Path-breaking in its methodology, this detailed ethnography brings out local specificity – in terms of the cosmology and epistemology of eastern Senegal – but the book simultaneously situates this place-based and embodied knowledge in a broader regional context of connectivity. Regional parallels are created by shared patterns of French colonialism and postcolonial legacies of Françafrique, but they also have deeper roots in the trans-Sahara gold trade. A researcher without d’Avignon’s decade-long intimate engagement with eastern Senegal would not have been able to uncover the nuances of the region’s ritual geology. Yet the book goes beyond local specificity, to show how French colonialism generated a framework in which artisanal mining – orpaillage – became legally separated from industrial mining. A Ritual Geology shows that this separation was motivated primarily by the wish of the colonial and postcolonial governments to profit from mining by minimizing the interference of skilful artisanal miners.

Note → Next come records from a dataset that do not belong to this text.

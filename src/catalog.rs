use crate::error::AppError;
use crate::models::{Course, DbCourse, DbLesson, DbModule, Lesson, Module};
use sqlx::{Pool, Sqlite};
use tracing::{info, instrument};

// Read-only catalog queries. Courses, modules and lessons are authored by
// external admin tooling; this core only consumes them, always with the
// module/lesson tree in ascending position order.

#[instrument(skip(pool))]
pub async fn get_course(pool: &Pool<Sqlite>, course_id: i64) -> Result<Course, AppError> {
    info!("Fetching course by ID");
    let row = sqlx::query_as::<_, DbCourse>("SELECT * FROM courses WHERE id = ?")
        .bind(course_id)
        .fetch_optional(pool)
        .await?;

    match row {
        Some(course) => load_course_tree(pool, Course::from(course)).await,
        _ => Err(AppError::NotFound(format!(
            "Course with id {} not found",
            course_id
        ))),
    }
}

#[instrument(skip(pool))]
pub async fn get_course_by_slug(pool: &Pool<Sqlite>, slug: &str) -> Result<Course, AppError> {
    info!("Fetching course by slug");
    let row = sqlx::query_as::<_, DbCourse>("SELECT * FROM courses WHERE slug = ?")
        .bind(slug)
        .fetch_optional(pool)
        .await?;

    match row {
        Some(course) => load_course_tree(pool, Course::from(course)).await,
        _ => Err(AppError::NotFound(format!(
            "Course with slug {} not found",
            slug
        ))),
    }
}

#[instrument(skip(pool))]
pub async fn list_published_courses(pool: &Pool<Sqlite>) -> Result<Vec<Course>, AppError> {
    info!("Listing published courses");
    let rows = sqlx::query_as::<_, DbCourse>(
        "SELECT * FROM courses WHERE is_published = 1 ORDER BY title",
    )
    .fetch_all(pool)
    .await?;

    let mut courses = Vec::with_capacity(rows.len());
    for row in rows {
        courses.push(load_course_tree(pool, Course::from(row)).await?);
    }

    Ok(courses)
}

async fn load_course_tree(pool: &Pool<Sqlite>, mut course: Course) -> Result<Course, AppError> {
    let module_rows = sqlx::query_as::<_, DbModule>(
        "SELECT * FROM modules WHERE course_id = ? ORDER BY position",
    )
    .bind(course.id)
    .fetch_all(pool)
    .await?;

    let lesson_rows = sqlx::query_as::<_, DbLesson>(
        "SELECT l.* FROM lessons l
         JOIN modules m ON m.id = l.module_id
         WHERE m.course_id = ?
         ORDER BY m.position, l.position",
    )
    .bind(course.id)
    .fetch_all(pool)
    .await?;

    let mut modules: Vec<Module> = module_rows.into_iter().map(Module::from).collect();
    let lessons: Vec<Lesson> = lesson_rows.into_iter().map(Lesson::from).collect();

    for module in &mut modules {
        module.lessons = lessons
            .iter()
            .filter(|l| l.module_id == module.id)
            .cloned()
            .collect();
    }

    course.modules = modules;
    Ok(course)
}

/// Current number of lessons in a course. Progress percentages are always
/// computed against this live count, never a snapshot.
#[instrument(skip(pool))]
pub async fn count_course_lessons(pool: &Pool<Sqlite>, course_id: i64) -> Result<i64, AppError> {
    let count = sqlx::query_scalar::<_, i64>(
        "SELECT COUNT(*) FROM lessons l
         JOIN modules m ON m.id = l.module_id
         WHERE m.course_id = ?",
    )
    .bind(course_id)
    .fetch_one(pool)
    .await?;

    Ok(count)
}

/// Resolves the course that owns a lesson, for enrollment gating.
#[instrument(skip(pool))]
pub async fn get_lesson_course_id(pool: &Pool<Sqlite>, lesson_id: i64) -> Result<i64, AppError> {
    let course_id = sqlx::query_scalar::<_, i64>(
        "SELECT m.course_id FROM lessons l
         JOIN modules m ON m.id = l.module_id
         WHERE l.id = ?",
    )
    .bind(lesson_id)
    .fetch_optional(pool)
    .await?;

    match course_id {
        Some(course_id) => Ok(course_id),
        _ => Err(AppError::NotFound(format!(
            "Lesson with id {} not found",
            lesson_id
        ))),
    }
}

Towards the end of the book, d’Avignon invites other researchers to take geological structures as an entry point into African history. Scholars of resource extraction, such as Kathryn Yusoff, Timothy Mitchell and Timothy LeCain, have long advocated taking materiality seriously. Yet in an Africanist setting, d’Avignon urges us to specifically pay attention to how resources are inscribed into human and human–spirit relationships. The book ‘invites us to consider how other African societies, in different time periods and regions, have constructed knowledge about the subsoil and defended claims to its resources’ (p. 202). How can this be applied to localities with century-long histories of large-scale industrial mining, such as the Zambian Copperbelt, which are shaped heavily by migrant labour in a context where kilometres-deep mine shafts have obliterated environments? How much precolonial ritual knowledge remained in these localities? The Copperbelt has a long and rich history of copper-mining knowledge, dating back to the first millennium CE. Yet artisanal mining all but disappeared with the rise of the copper-mining industry in the twentieth century. Only recently have artisanal miners (jerabos) been regaining prominence by recovering copper traces from mine dumps. Yet these two histories are rarely connected. Jerabo claims to mineral wealth are very much framed in a post-industrial manner, without reference to precolonial legacies. Questioning to what extent ritual geology plays a role in contexts such as those on the Zambian Copperbelt seems very worthwhile.

A final issue to consider, particularly in our current time of the Anthropocene, which appears to be addicted to extraction, is what ‘our rightful share of the earth’s subterranean granaries’ ought to be (p. 206)? Would the answer to this question change if we seriously considered locally specific ritual geologies?

Funding

Research for this article was funded by the European Union (ERC, AFREXTRACT, project number 101039920). Views and opinions expressed are however those of the author only and do not necessarily reflect those of the European Union or the European Research Council. Neither the European Union nor the granting authority can be held responsible for them.